There are 9 Nikon cameras in the DXO top-20 and Nikkor lenses typically get raging reviews.
So, why the company has been scrambling around new product strategies, recently, and why have the shares dropped off so dramatically?
The answer is as simple as complicated.
The Japanese adagio says that the importance of the project shines through in the details, and it’s in the details where Nikon are failing.
Nikon is engineering over customer experience, perfection over usability.
So rather than wondering why compact sales are dropping off, why the Nikon One is not the success they envisioned it to be, or why the market is concentrating elsewhere, they ought to ask themselves why the customer experience is not as expected.
It’s just plain, silly details
The D600 puking oil blobs all over the sensor is not exactly helpful, however, it’s Nikon’s response to the issue – or rather – the lack thereof, that has customers infuriated.
Even more so, now that rumors suggest they may launch a second gen camera – the D610 – that supposedly resolves the prob.
It's the D5200 beating the D7100 in image quality according to DXO.
And then there is the EN-EL3e false low battery warning (FLBW), which has customers scrambling all over the Web trying to figure out what is happening to them.

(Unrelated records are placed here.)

// src/diagnostics.rs
//! Structured run diagnostics.
//!
//! Every stage appends what it skipped, substituted or could not place to a
//! [`Diagnostics`] list that travels with the results. Nothing here prints;
//! the binary decides verbosity through [`Diagnostics::emit`].

use chrono::NaiveDate;
use serde::Serialize;
use tracing::{error, info, warn};

pub mod code {
    // Configuration fallbacks
    pub const INTERVAL_FALLBACK: &str = "INTERVAL_FALLBACK";
    pub const RATIO_FALLBACK: &str = "RATIO_FALLBACK";

    // Shift data quality
    pub const SHIFT_INVALID_CLOCK_IN: &str = "SHIFT_INVALID_CLOCK_IN";
    pub const SHIFT_UNRESOLVED_CLOCK_OUT: &str = "SHIFT_UNRESOLVED_CLOCK_OUT";
    pub const SHIFT_SYNTHESIZED_CLOCK_OUT: &str = "SHIFT_SYNTHESIZED_CLOCK_OUT";
    pub const SHIFT_MERGED: &str = "SHIFT_MERGED";

    // Transaction data quality
    pub const TX_INVALID_AMOUNT: &str = "TX_INVALID_AMOUNT";
    pub const TX_INVALID_TIMESTAMP: &str = "TX_INVALID_TIMESTAMP";
    pub const TX_NONEXISTENT_LOCAL_TIME: &str = "TX_NONEXISTENT_LOCAL_TIME";

    // Allocation
    pub const SLOT_NO_COVERAGE: &str = "SLOT_NO_COVERAGE";
    pub const STRANDED_UNALLOCATED: &str = "STRANDED_UNALLOCATED";
    pub const RANGE_MISMATCH: &str = "RANGE_MISMATCH";
}

#[derive(Debug, Clone, Copy, PartialEq, Eq, PartialOrd, Ord, Serialize)]
pub enum Severity {
    Info,
    Warning,
    Error,
}

#[derive(Debug, Clone, PartialEq, Eq, Serialize)]
pub struct Diagnostic {
    pub severity: Severity,
    pub code: &'static str,
    pub message: String,
    pub work_date: Option<NaiveDate>,
}

#[derive(Debug, Clone, Default, Serialize)]
#[serde(transparent)]
pub struct Diagnostics {
    entries: Vec<Diagnostic>,
}

impl Diagnostics {
    pub fn new() -> Self {
        Self::default()
    }

    pub fn push(
        &mut self,
        severity: Severity,
        code: &'static str,
        message: impl Into<String>,
        work_date: Option<NaiveDate>,
    ) {
        self.entries.push(Diagnostic {
            severity,
            code,
            message: message.into(),
            work_date,
        });
    }

    pub fn info(&mut self, code: &'static str, message: impl Into<String>) {
        self.push(Severity::Info, code, message, None);
    }

    pub fn warning(&mut self, code: &'static str, message: impl Into<String>) {
        self.push(Severity::Warning, code, message, None);
    }

    pub fn warning_on(&mut self, date: NaiveDate, code: &'static str, message: impl Into<String>) {
        self.push(Severity::Warning, code, message, Some(date));
    }

    pub fn error_on(&mut self, date: NaiveDate, code: &'static str, message: impl Into<String>) {
        self.push(Severity::Error, code, message, Some(date));
    }

    pub fn extend(&mut self, other: Diagnostics) {
        self.entries.extend(other.entries);
    }

    pub fn entries(&self) -> &[Diagnostic] {
        &self.entries
    }

    pub fn is_empty(&self) -> bool {
        self.entries.is_empty()
    }

    /// Number of diagnostics carrying `code`.
    pub fn count(&self, code: &str) -> usize {
        self.entries.iter().filter(|d| d.code == code).count()
    }

    /// Forwards every entry to `tracing` at its severity.
    pub fn emit(&self) {
        for d in &self.entries {
            let date = d
                .work_date
                .map(|date| date.to_string())
                .unwrap_or_else(|| "-".to_string());
            match d.severity {
                Severity::Info => info!("[{}] {} ({})", d.code, d.message, date),
                Severity::Warning => warn!("[{}] {} ({})", d.code, d.message, date),
                Severity::Error => error!("[{}] {} ({})", d.code, d.message, date),
            }
        }
    }
}
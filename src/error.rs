// src/error.rs
use chrono::NaiveDate;
use rust_decimal::Decimal;
use thiserror::Error;

#[derive(Error, Debug)]
pub enum TipPoolError {
    #[error("Unparseable timestamp: '{0}'")]
    InvalidTimestamp(String),

    #[error("Invalid tip amount: '{0}'")]
    InvalidAmount(String),

    #[error("Unknown timezone: '{0}'")]
    UnknownTimezone(String),

    #[error("Local time {timestamp} does not exist in {zone} (DST gap)")]
    NonexistentLocalTime { timestamp: String, zone: String },

    #[error(
        "Shift data ({shifts_from}..={shifts_to}) and transaction data ({transactions_from}..={transactions_to}) do not overlap"
    )]
    MismatchedInputRanges {
        shifts_from: NaiveDate,
        shifts_to: NaiveDate,
        transactions_from: NaiveDate,
        transactions_to: NaiveDate,
    },

    #[error("Unallocated tips of {amount} on {date} have no employee on duty to receive them")]
    StrandedFunds { date: NaiveDate, amount: Decimal },

    #[error("Payout total {allocated} does not match transaction tips {expected} (delta {delta})")]
    ConservationViolation {
        allocated: Decimal,
        expected: Decimal,
        delta: Decimal,
    },

    #[error("Configuration error: {0}")]
    Config(String),

    #[error("CSV error: {0}")]
    Csv(#[from] csv::Error),

    #[error("File I/O error: {0}")]
    Io(#[from] std::io::Error),

    #[error("JSON serialization failed: {0}")]
    SerdeJson(#[from] serde_json::Error),
}

pub type Result<T, E = TipPoolError> = std::result::Result<T, E>;
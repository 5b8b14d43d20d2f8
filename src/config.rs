// src/config.rs
use serde::Deserialize;

use crate::allocation::{AllocationPolicy, BohRatio};
use crate::diagnostics::Diagnostics;
use crate::error::{Result, TipPoolError};
use crate::interval_calendar::{IntervalMinutes, IntervalMode};
use crate::timezone::TimezoneConversion;

pub const ENV_PREFIX: &str = "TIPPOOL_";

/// Settings for one allocation run.
#[derive(Debug, Clone)]
pub struct TipPoolConfig {
    pub interval_minutes: IntervalMinutes,
    pub boh_ratio: BohRatio,
    pub interval_mode: IntervalMode,
    pub allocation_policy: AllocationPolicy,
    pub timezone: Option<TimezoneConversion>,
    /// Non-overlapping shift/transaction date spans abort the run.
    pub strict_ranges: bool,
    pub merge_presence: bool,
    pub executive_names: Vec<String>,
}

impl Default for TipPoolConfig {
    fn default() -> Self {
        Self {
            interval_minutes: IntervalMinutes::default(),
            boh_ratio: BohRatio::default(),
            interval_mode: IntervalMode::default(),
            allocation_policy: AllocationPolicy::default(),
            timezone: None,
            strict_ranges: true,
            merge_presence: true,
            executive_names: Vec::new(),
        }
    }
}

/// Unvalidated settings as they arrive from the environment or the command
/// line. Numeric values stay strings so bad input can fall back instead of
/// failing to parse.
#[derive(Debug, Clone, Default, Deserialize)]
pub struct RawConfig {
    pub interval_minutes: Option<String>,
    pub boh_ratio: Option<String>,
    pub interval_mode: Option<String>,
    pub allocation_policy: Option<String>,
    pub convert_timezone: Option<bool>,
    pub source_tz: Option<String>,
    pub target_tz: Option<String>,
    pub strict_ranges: Option<bool>,
    pub merge_presence: Option<bool>,
    pub executives: Option<Vec<String>>,
}

impl RawConfig {
    /// Reads `TIPPOOL_*` variables, loading `.env` first if present.
    pub fn from_env() -> std::result::Result<Self, envy::Error> {
        dotenv::dotenv().ok();
        envy::prefixed(ENV_PREFIX).from_env::<RawConfig>()
    }

    /// Fields set in `over` win.
    pub fn overlay(self, over: RawConfig) -> RawConfig {
        RawConfig {
            interval_minutes: over.interval_minutes.or(self.interval_minutes),
            boh_ratio: over.boh_ratio.or(self.boh_ratio),
            interval_mode: over.interval_mode.or(self.interval_mode),
            allocation_policy: over.allocation_policy.or(self.allocation_policy),
            convert_timezone: over.convert_timezone.or(self.convert_timezone),
            source_tz: over.source_tz.or(self.source_tz),
            target_tz: over.target_tz.or(self.target_tz),
            strict_ranges: over.strict_ranges.or(self.strict_ranges),
            merge_presence: over.merge_presence.or(self.merge_presence),
            executives: over.executives.or(self.executives),
        }
    }

    /// Validates into a [`TipPoolConfig`].
    ///
    /// Bad interval or ratio values become warnings and defaults. Unknown
    /// mode/policy names and unusable timezone settings are errors.
    pub fn resolve(self, diagnostics: &mut Diagnostics) -> Result<TipPoolConfig> {
        let defaults = TipPoolConfig::default();

        let interval_minutes = match &self.interval_minutes {
            Some(raw) => IntervalMinutes::parse_or_default(raw, diagnostics),
            None => defaults.interval_minutes,
        };
        let boh_ratio = match &self.boh_ratio {
            Some(raw) => BohRatio::parse_or_default(raw, diagnostics),
            None => defaults.boh_ratio,
        };
        let interval_mode = match &self.interval_mode {
            Some(raw) => raw.parse()?,
            None => defaults.interval_mode,
        };
        let allocation_policy = match &self.allocation_policy {
            Some(raw) => raw.parse()?,
            None => defaults.allocation_policy,
        };

        let timezone = if self.convert_timezone.unwrap_or(false) {
            match (&self.source_tz, &self.target_tz) {
                (Some(source), Some(target)) => Some(TimezoneConversion::parse(source, target)?),
                _ => {
                    return Err(TipPoolError::Config(
                        "timezone conversion requires both a source and a target zone".to_string(),
                    ))
                }
            }
        } else {
            None
        };

        Ok(TipPoolConfig {
            interval_minutes,
            boh_ratio,
            interval_mode,
            allocation_policy,
            timezone,
            strict_ranges: self.strict_ranges.unwrap_or(defaults.strict_ranges),
            merge_presence: self.merge_presence.unwrap_or(defaults.merge_presence),
            executive_names: self.executives.unwrap_or_default(),
        })
    }
}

More than four years after the issue stuck its ugly head up, Nikon still have to formally respond to – let alone solve – a problem that is as actual today as it was four years ago.
|The Accessory Terminal, inverted...|
Still, it’s the details of details that are the most tale-telling.
For example: they changed the position and/or inverted the orientation of the Accessory Terminal of the D90 on some of the posterior cameras – like the D7100, for example – meaning that the plugs of some third party accessories do not quite fit (photo).
They also introduce artificial limitations for non-Nikon devices, like GPS’s, for example, causing the gps-icon not to appear on the top LCD panel of the D600 and D7100.
Changing something that worked flawlessly ever since the D1X and hampers the customer experience for no obvious reason, is not just plain silly but also extremely annoying.